Here, HBT Financial looks expensive relative to both the US Banks industry average P/E of 11.5x and a peer average of 11.3x. This suggests investors are currently assigning a premium to its earnings. At the same time, the ratio is close to its estimated Fair P/E of 15.1x. This implies that some of this premium lines up with where the market could potentially settle if that fair multiple is reached.

Result: Price-to-Earnings of 14.6x (OVERVALUED)

However, investors still need to watch for pressure on earnings that could challenge a 14.6x P/E and any shift in funding costs from the new subordinated notes.

Another view on value: DCF points the other way

That 14.6x P/E suggests HBT Financial trades at a premium to US bank peers, but the SWS DCF model tells a different story. With an estimated future cash flow value of $66.21 per share versus the current $27.76 price, the stock screens as deeply undervalued. Could the earnings multiple be missing part of the picture?

HBT Discounted Cash Flow as at Jun 2026
HBT Discounted Cash Flow as at Jun 2026

Simply Wall St performs a discounted cash flow (DCF) on every stock in the world every day (check out HBT Financial for example). We show the entire calculation in full. You can track the result in your watchlist or portfolio and be alerted when this changes, or use our stock screener to discover 46 high quality undervalued stocks. If you save a screener we even alert you when new companies match - so you never miss a potential opportunity.

Next Steps

Given the mixed signals around valuation and sentiment, this is a moment to check the numbers yourself, weigh the upside and downside, and see how HBT Financial really looks to you by reviewing its 2 key rewards and 2 important warning signs

Looking for more investment ideas?

If you are serious about building a stronger portfolio, do not stop with a single stock. Use targeted stock lists to quickly spot opportunities that fit your goals.

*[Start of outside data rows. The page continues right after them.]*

//! Risk Detection
//!
//! Four independent presence checks for repository hygiene markers.
//! Every flag starts at "risk present" and is cleared when a marker is
//! found. Purely boolean: no scoring, no severity weighting.

use std::path::Path;
use tracing::debug;

use super::walker::contains_dir_named;
use crate::constants::markers;
use crate::ingest::RepoHandle;
use crate::types::{Degraded, RiskInfo};

/// Detect missing-best-practice signals.
pub fn detect_risks(repo: &RepoHandle) -> Degraded<RiskInfo> {
    let root = repo.root();

    let risks = RiskInfo {
        missing_readme: !has_readme(root),
        missing_ci: !has_ci_workflows(root),
        missing_tests: !contains_dir_named(root, markers::TEST_DIR_NAMES),
        missing_env_example: !has_env_example(root),
    };

    debug!(?risks, "risk detection complete");

    // Absence of a marker is a finding, not a degradation; unreadable
    // directories simply leave the flag set.
    Degraded::clean(risks)
}

fn has_readme(root: &Path) -> bool {
    markers::README_NAMES
        .iter()
        .any(|name| root.join(name).exists())
}

/// True when the CI workflow directory exists and is non-empty.
fn has_ci_workflows(root: &Path) -> bool {
    std::fs::read_dir(root.join(markers::CI_WORKFLOW_DIR))
        .map(|mut entries| entries.next().is_some())
        .unwrap_or(false)
}

fn has_env_example(root: &Path) -> bool {
    markers::ENV_EXAMPLE_NAMES
        .iter()
        .any(|name| root.join(name).exists())
}

#[cfg(test)]
mod tests {
    use super::*;
    use tempfile::TempDir;

    fn touch(path: &Path) {
        std::fs::create_dir_all(path.parent().unwrap()).unwrap();
        std::fs::write(path, b"").unwrap();
    }

    #[test]
    fn test_empty_repository_has_all_risks() {
        let temp = TempDir::new().unwrap();
        let risks = detect_risks(&RepoHandle::new(temp.path())).value;
        assert_eq!(risks, RiskInfo::default());
    }

    #[test]
    fn test_lowercase_readme_clears_only_readme_flag() {
        let temp = TempDir::new().unwrap();
        touch(&temp.path().join("readme.md"));

        let risks = detect_risks(&RepoHandle::new(temp.path())).value;
        assert!(!risks.missing_readme);
        assert!(risks.missing_ci);
        assert!(risks.missing_tests);
        assert!(risks.missing_env_example);
    }

    #[test]
    fn test_uppercase_readme_variants() {
        for name in ["README.md", "README.MD", "Readme.md"] {
            let temp = TempDir::new().unwrap();
            touch(&temp.path().join(name));
            let risks = detect_risks(&RepoHandle::new(temp.path())).value;
            assert!(!risks.missing_readme, "variant {} not recognized", name);
        }
    }

    #[test]
    fn test_ci_requires_nonempty_workflow_dir() {
        let temp = TempDir::new().unwrap();
        std::fs::create_dir_all(temp.path().join(".github/workflows")).unwrap();

        let risks = detect_risks(&RepoHandle::new(temp.path())).value;
        assert!(risks.missing_ci);

        touch(&temp.path().join(".github/workflows/ci.yml"));
        let risks = detect_risks(&RepoHandle::new(temp.path())).value;
        assert!(!risks.missing_ci);
    }

    #[test]
    fn test_nested_test_directory_found() {
        let temp = TempDir::new().unwrap();
        std::fs::create_dir_all(temp.path().join("packages/core/__tests__")).unwrap();

        let risks = detect_risks(&RepoHandle::new(temp.path())).value;
        assert!(!risks.missing_tests);
    }

    #[test]
    fn test_env_example_variants() {
        for name in [".env.example", ".env.sample", ".env.template"] {
            let temp = TempDir::new().unwrap();
            touch(&temp.path().join(name));
            let risks = detect_risks(&RepoHandle::new(temp.path())).value;
            assert!(!risks.missing_env_example, "variant {} not recognized", name);
        }
    }
}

  • Zero in on potential value opportunities by scanning companies that look attractively priced on both fundamentals and quality using the 46 high quality undervalued stocks.
  • Build a portfolio that aims for resilience by reviewing companies flagged in the 63 resilient stocks with low risk scores.
  • Get ahead of the crowd by finding quality companies that are not widely followed yet using the screener containing 22 high quality undiscovered gems.

This article by Simply Wall St is general in nature. We provide commentary based on historical data and analyst forecasts only using an unbiased methodology and our articles are not intended to be financial advice. It does not constitute a recommendation to buy or sell any stock, and does not take account of your objectives, or your financial situation. We aim to bring you long-term focused analysis driven by fundamental data. Note that our analysis may not factor in the latest price-sensitive company announcements or qualitative material. Simply Wall St has no position in any stocks mentioned.